![L’exemple donné par Choi Hwiyoung, ministre de la Culture, des Sports et du Tourisme, imitant un infecté dans le film « Gunche », aux côtés de l’actrice Jun Ji-hyun [fournie par le ministère de la Culture, des Sports et du Tourisme. Revente et base de données interdites]](https://cdn.www.cineplay.co.kr/w900/q75/article-images/2026-06-14/69d5a146-8628-4ced-8f48-4014dfe52016.jpg)
Opération de sauvetage du K-movie en perdition : le prologue du « règle des 10 % sur les cachets »
L’écosystème du cinéma sud-coréen cherche un retournement spectaculaire au bord du gouffre. Pour sauver le Chungmuro, acculé par l’envolée des coûts de production, le gouvernement et les grands groupes de management, ainsi que les producteurs, ont enfin sorti leurs arguments. Au cœur du dispositif figure un accord audacieux sur un plafond des cachets des acteurs principaux et secondaires à « moins de 10 % du coût net de production ».
Le ministère de la Culture, des Sports et du Tourisme et la Commission du cinéma pour la promotion des films ont signé le 16, au Musée d’art contemporain national, à Séoul (section d’installations), un accord multilatéral historique visant à « activer la production du cinéma sud-coréen ». Sur place, outre les grandes agences de management représentatives du pays comme BH Entertainment, Management Forest et J-Wide Company, les dirigeants de l’association des producteurs du cinéma sud-coréen et de la Korean Film Producers Association (PGK) se sont mobilisés pour réaffirmer avec détermination leur volonté de surmonter la crise.

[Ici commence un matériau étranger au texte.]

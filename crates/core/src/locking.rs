//! Lock keys and conflict rules for request processing.
//!
//! A request locks either a whole target (no scope) or one virtual
//! environment on it. The rules here are shared by every store
//! implementation; the atomic check-and-set itself belongs to the store.

use crate::types::DbId;

/// Output written to a request that could not acquire its lock.
///
/// Replaces any previous output; the request's state is left untouched.
pub const LOCKED_FOR_PROCESSING: &str = "Whole environment or the particular virtual environment \
     is now being processed, request cannot be executed!";

/// Result of an atomic lock attempt.
#[derive(Debug, Clone, Copy, PartialEq, Eq)]
pub enum LockAttempt {
    /// The request moved from Pending to Scheduled and now holds its lock.
    Acquired,
    /// A conflicting request holds a lock; nothing was changed.
    Denied,
    /// The request was no longer Pending, e.g. another worker took it.
    NotPending,
}

/// What a request locks while it is Scheduled or Running.
#[derive(Debug, Clone, PartialEq, Eq, Hash)]
pub struct LockKey {
    pub target_id: DbId,
    /// `None` locks the whole target.
    pub scope: Option<String>,
}

impl LockKey {
    pub fn new(target_id: DbId, scope: Option<&str>) -> Self {
        Self {
            target_id,
            scope: scope.map(str::to_string),
        }
    }

    /// Lock covering every scope on `target_id`.
    pub fn whole_target(target_id: DbId) -> Self {
        Self {
            target_id,
            scope: None,
        }
    }

    /// Whether two locks may not be held at the same time.
    ///
    /// - Different targets never conflict.
    /// - A whole-target lock conflicts with every lock on the same target.
    /// - Scoped locks conflict only with the same scope.
    pub fn conflicts_with(&self, other: &LockKey) -> bool {
        if self.target_id != other.target_id {
            return false;
        }
        match (&self.scope, &other.scope) {
            (None, _) | (_, None) => true,
            (Some(a), Some(b)) => a == b,
        }
    }
}

impl std::fmt::Display for LockKey {
    fn fmt(&self, f: &mut std::fmt::Formatter<'_>) -> std::fmt::Result {
        match &self.scope {
            Some(scope) => write!(f, "target {}/{scope}", self.target_id),
            None => write!(f, "target {} (whole)", self.target_id),
        }
    }
}

/// Whether `candidate` may be locked while `held` locks are active.
pub fn is_lock_available<'a>(
    candidate: &LockKey,
    held: impl IntoIterator<Item = &'a LockKey>,
) -> bool {
    held.into_iter().all(|lock| !candidate.conflicts_with(lock))
}

// ---------------------------------------------------------------------------
// Tests
// ---------------------------------------------------------------------------
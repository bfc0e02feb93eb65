//! Repository layer.
//!
//! Each repository is a zero-sized struct providing async methods that accept
//! `&PgPool` as the first argument. Methods that take `&mut PgConnection`
//! instead are building blocks for callers composing a transaction.

pub mod installed_library_repo;
pub mod request_repo;
pub mod target_repo;
pub mod virtual_env_repo;

pub use installed_library_repo::InstalledLibraryRepo;
pub use request_repo::RequestRepo;
pub use target_repo::TargetRepo;
pub use virtual_env_repo::VirtualEnvRepo;
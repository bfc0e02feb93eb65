//! Execution of a single request.
//!
//! [`RequestExecutor::process`] drives one request through the full
//! lifecycle: lock, build the command, stream the playbook's output into the
//! request, reconcile the extracted facts and release the lock. Every
//! execution error ends as a Failed request; only persistence failures
//! escape as `Err`.

use drover_core::command::{CommandBuilder, CommandRequest};
use drover_core::config::ExecutionConfig;
use drover_core::locking::LockAttempt;
use drover_core::markers::PostProcessor;
use drover_core::process::{ProcessError, ProcessRunner};
use drover_core::request::RequestState;
use drover_core::types::DbId;
use drover_db::models::request::Request;

use crate::error::ExecutionError;
use crate::handlers;
use crate::locking::LockingService;
use crate::store::{SharedStore, StoreError};

/// How a call to [`RequestExecutor::process`] ended.
#[derive(Debug)]
pub enum Outcome {
    /// The request was not Pending; nothing was done.
    Skipped,
    /// A conflicting request holds the lock; output was set to the lock
    /// sentinel and the request stays Pending.
    LockDenied,
    /// The playbook succeeded and its results were persisted.
    Succeeded { follow_ups: Vec<Request> },
    /// The request ended in Failed.
    Failed,
}

/// Runs requests one at a time; share it behind an `Arc` to run many.
pub struct RequestExecutor {
    store: SharedStore,
    locking: LockingService,
    builder: CommandBuilder,
    runner: ProcessRunner,
}

impl RequestExecutor {
    pub fn new(store: SharedStore, config: &ExecutionConfig) -> Self {
        Self {
            locking: LockingService::new(store.clone()),
            builder: CommandBuilder::new(config.playbook.clone()),
            runner: ProcessRunner::new(config.timeout),
            store,
        }
    }

    /// Load and process the request with the given id.
    pub async fn process(&self, request_id: DbId) -> Result<Outcome, StoreError> {
        let request = self
            .store
            .find_request(request_id)
            .await?
            .ok_or(StoreError::NotFound {
                entity: "request",
                id: request_id,
            })?;
        self.process_request(&request).await
    }

    /// Process an already loaded request.
    pub async fn process_request(&self, request: &Request) -> Result<Outcome, StoreError> {
        match request.state() {
            Ok(RequestState::Pending) => {}
            Ok(state) => {
                tracing::debug!(request_id = request.id, %state, "Request not pending, skipped");
                return Ok(Outcome::Skipped);
            }
            Err(e) => {
                tracing::warn!(request_id = request.id, error = %e, "Request skipped");
                return Ok(Outcome::Skipped);
            }
        }

        if !self.locking.is_processing_allowed(request).await? {
            self.locking.mark_denied(request).await?;
            return Ok(Outcome::LockDenied);
        }

        match self.locking.lock(request).await? {
            LockAttempt::Acquired => {}
            LockAttempt::Denied => {
                self.locking.mark_denied(request).await?;
                return Ok(Outcome::LockDenied);
            }
            LockAttempt::NotPending => return Ok(Outcome::Skipped),
        }

        let outcome = self.run_locked(request).await;
        let released = self.locking.unlock(request).await;
        let outcome = outcome?;
        released?;
        Ok(outcome)
    }

    async fn run_locked(&self, request: &Request) -> Result<Outcome, StoreError> {
        match self.execute(request).await {
            Ok(follow_ups) => {
                let finished = self
                    .store
                    .transition(request.id, RequestState::Running, RequestState::Succeeded)
                    .await?;
                if !finished {
                    tracing::warn!(request_id = request.id, "Request left Running before completion");
                    return Ok(Outcome::Failed);
                }
                tracing::info!(
                    request_id = request.id,
                    kind = %request.kind,
                    target_id = request.target_id,
                    follow_ups = follow_ups.len(),
                    "Request succeeded",
                );
                Ok(Outcome::Succeeded { follow_ups })
            }
            Err(ExecutionError::Store(e)) => Err(e),
            Err(err) => {
                self.record_failure(request, &err).await?;
                Ok(Outcome::Failed)
            }
        }
    }

    async fn execute(&self, request: &Request) -> Result<Vec<Request>, ExecutionError> {
        let kind = request.kind()?;
        let payload = request.parsed_payload()?;
        let target = self
            .store
            .find_target(request.target_id)
            .await?
            .ok_or(ExecutionError::TargetNotFound(request.target_id))?;

        let spec = self.builder.build(
            CommandRequest {
                kind,
                scope_name: request.scope(),
                payload: &payload,
            },
            &target.attributes(),
        )?;

        self.store
            .transition(request.id, RequestState::Scheduled, RequestState::Running)
            .await?;
        tracing::debug!(
            request_id = request.id,
            %kind,
            target_id = request.target_id,
            scope = request.scope(),
            command = %spec.display_line(),
            "Running playbook",
        );

        let mut processor = PostProcessor::for_kind(kind);
        let mut lines = self.runner.run(&spec)?;
        while let Some(line) = lines.next_line().await? {
            self.store
                .append_output(request.id, &format!("{line}\n"))
                .await?;
            processor.post_process_line(&line);
        }

        handlers::handle(self.store.as_ref(), request, kind, processor.into_extracted()).await
    }

    /// Mark the request Failed and append the error message when the output
    /// does not already explain it.
    async fn record_failure(
        &self,
        request: &Request,
        err: &ExecutionError,
    ) -> Result<(), StoreError> {
        match err {
            ExecutionError::Process(ProcessError::Failed { exit_code, .. }) => {
                tracing::warn!(
                    request_id = request.id,
                    kind = %request.kind,
                    exit_code,
                    "Playbook failed",
                );
            }
            other => {
                tracing::error!(request_id = request.id, kind = %request.kind, error = %other, "Request failed");
                self.store
                    .append_output(request.id, &format!("{other}\n"))
                    .await?;
            }
        }

        for from in [RequestState::Running, RequestState::Scheduled] {
            if self
                .store
                .transition(request.id, from, RequestState::Failed)
                .await?
            {
                break;
            }
        }
        Ok(())
    }
}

La arme la plus redoutable de cet accord est « la règle des 10 % sur les cachets » qui s’applique aux films sélectionnés dans le programme de la Commission du cinéma pour la promotion des films, « soutien à la production de films à budget intermédiaire ». Il s’agit d’une déclaration forte visant à rompre la mauvaise dynamique qui fait grimper astronomiquement les cachets des acteurs, entraînant en retour une baisse de la qualité des œuvres et une réduction des productions.
Le dispositif ne se limite pas non plus à un événement destiné à « montrer » quelque chose. Un réseau de mesures serrées a été mis en place : le lancement immédiat d’un « comité de concertation autonome » dirigé par le privé, pour placer continuellement les contradictions structurelles du climat de production sur le banc d’essai. Au-delà de l’obligation légale, la construction d’un « paradigme de coopération gagnant-gagnant » fondé sur la volonté de l’industrie fait monter d’un cran l’attente, à la fois au Chungmuro et dans toute l’écosphère.
Le soutien en fonds propres du gouvernement est lui aussi sans concession. Pour le budget de « soutien à la production de films à budget intermédiaire » de l’an prochain, 10 milliards de won ont été nouvellement inscrits, et l’ampleur totale de l’aide de cette année s’établit à 46 milliards de won, en forte hausse, pour renforcer la puissance de feu des contenus K.
Le ministre Choi Hwiyoung a déclaré : « Les investissements budgétaires résolus du gouvernement et la « décision de coopération gagnant-gagnant » du milieu du cinéma créeront une synergie explosive. » Il a promis d’apporter un appui total. Le président Han Sang-jun, de la Commission du cinéma pour la promotion des films, a lui aussi estimé : « Sans la renaissance des films à budget intermédiaire et faible, pilier de l’industrie, il n’y aura pas d’avenir. » Il n’a pas dissimulé la nécessité urgente de restaurer l’écosystème.